# King Salmon on the Kenai River, WIP



## DonH

. I'm going to do something I've never done, which is to show a work in progress. This is my son who won an Alaskan trip in a sales contest and took his dear old dad. This is being shown on here with his permission. He caught this 35 ib King Salmon, which made his year!


----------



## DonH

I don't know if this will finish tonight, but ill post updates. Who knows, it might not work. (Gulp!) Here is basic freehand sketching in light blue pastel pencil and a bit of background color.


----------



## DonH

Here is some more basic color blocking. Proportions are not quite correct, but in my style, I morph all that as we go.


----------



## DonH

More detail, correcting some of the flaws.


----------



## DonH

Shortened the cap. ( it will take fixative to fully cover the mistake), colored the jeans, refined the face and fish.


----------



## DonH

More refinements. Spots on the Salmon. Leveled the shoreline.
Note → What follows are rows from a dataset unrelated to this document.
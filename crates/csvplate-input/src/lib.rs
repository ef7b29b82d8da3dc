//! Input resolution and tabular loading for csvplate.
//!
//! `csvplate-input` turns the `--csv` and `--template` command line values
//! into text, and turns CSV text into an ordered collection of records.
//!
//! # Designators
//!
//! A single string names where content comes from. It is classified once
//! into a [`Designator`]:
//!
//! ```text
//! ""  or "-"          → Designator::Stdin
//! "data/people.csv"   → Designator::Path    (the file exists)
//! "Hello {{ Name }}"  → Designator::Literal (no such file)
//! ```
//!
//! # Loading
//!
//! ```
//! use csvplate_input::{load_table, TableOptions};
//!
//! let table = load_table("Name,Age\nAda,36\n", &TableOptions::default()).unwrap();
//! assert_eq!(table.headers(), ["Name", "Age"]);
//! assert_eq!(table.records()[0].get("_index_"), Some("1"));
//! ```
//!
//! # Testing
//!
//! Stdin is reached through the [`StdinReader`] trait so tests can inject
//! content without piping:
//!
//! ```
//! use csvplate_input::{ContentResolver, Designator, MockStdin};
//!
//! let resolver = ContentResolver::with_reader(MockStdin::piped("a,b\n1,2\n"));
//! let text = resolver.resolve(&Designator::Stdin).unwrap();
//! assert_eq!(text, "a,b\n1,2\n");
//! ```

mod decode;
mod designator;
pub mod env;
mod error;
mod quoting;
mod source;
mod table;

pub use decode::{decode_text, Decoded};
pub use designator::{Designator, STDIO_SENTINEL};
pub use env::{MockStdin, RealStdin, StdinReader};
pub use error::InputError;
pub use source::ContentResolver;
pub use table::{load_table, Record, Table, TableOptions, DEFAULT_COUNTER};
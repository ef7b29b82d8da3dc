use std::io::IsTerminal;
use std::process::ExitCode;

use csvplate::{run_cli, Io};
use csvplate_input::RealStdin;
use tracing_subscriber::EnvFilter;

fn main() -> ExitCode {
    let filter =
        EnvFilter::try_from_env("CSVPLATE_LOG").unwrap_or_else(|_| EnvFilter::new("warn"));
    tracing_subscriber::fmt()
        .with_env_filter(filter)
        .with_writer(std::io::stderr)
        .with_target(false)
        .init();

    let stdin = RealStdin;
    let stdout = std::io::stdout();
    let stderr = std::io::stderr();
    let color = stderr.is_terminal();
    let (mut stdout, mut stderr) = (stdout.lock(), stderr.lock());

    let mut io = Io {
        stdin: &stdin,
        stdout: &mut stdout,
        stderr: &mut stderr,
        color,
    };
    ExitCode::from(run_cli(std::env::args_os(), &mut io))
}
That's it until I get some fixative in the morning so I can then get coverage over flaws.


----------



## chanda95

Don - This has been the funnest thing to watch progress. You did an amazing job! I seriously wish I could get a drawing done in the same time frame. I am so impressed right now. Your son will be proud.


----------



## DonH

Thanks Chanda! He was with me when I did all that and wants it for sure. This is the final painting. I've taken it about as far as I can go with my current skills and patience.


----------



## PencilMeIn

Ditto to what Chanda said! It was great seeing this come together and I am ever the more impressed with you.


----------



## DonH

Thanks so much, Pencilmein! It was scary showing one in progress, not knowing the outcome. Here is how it is being displayed in the gallery, as an ad for comission work.


----------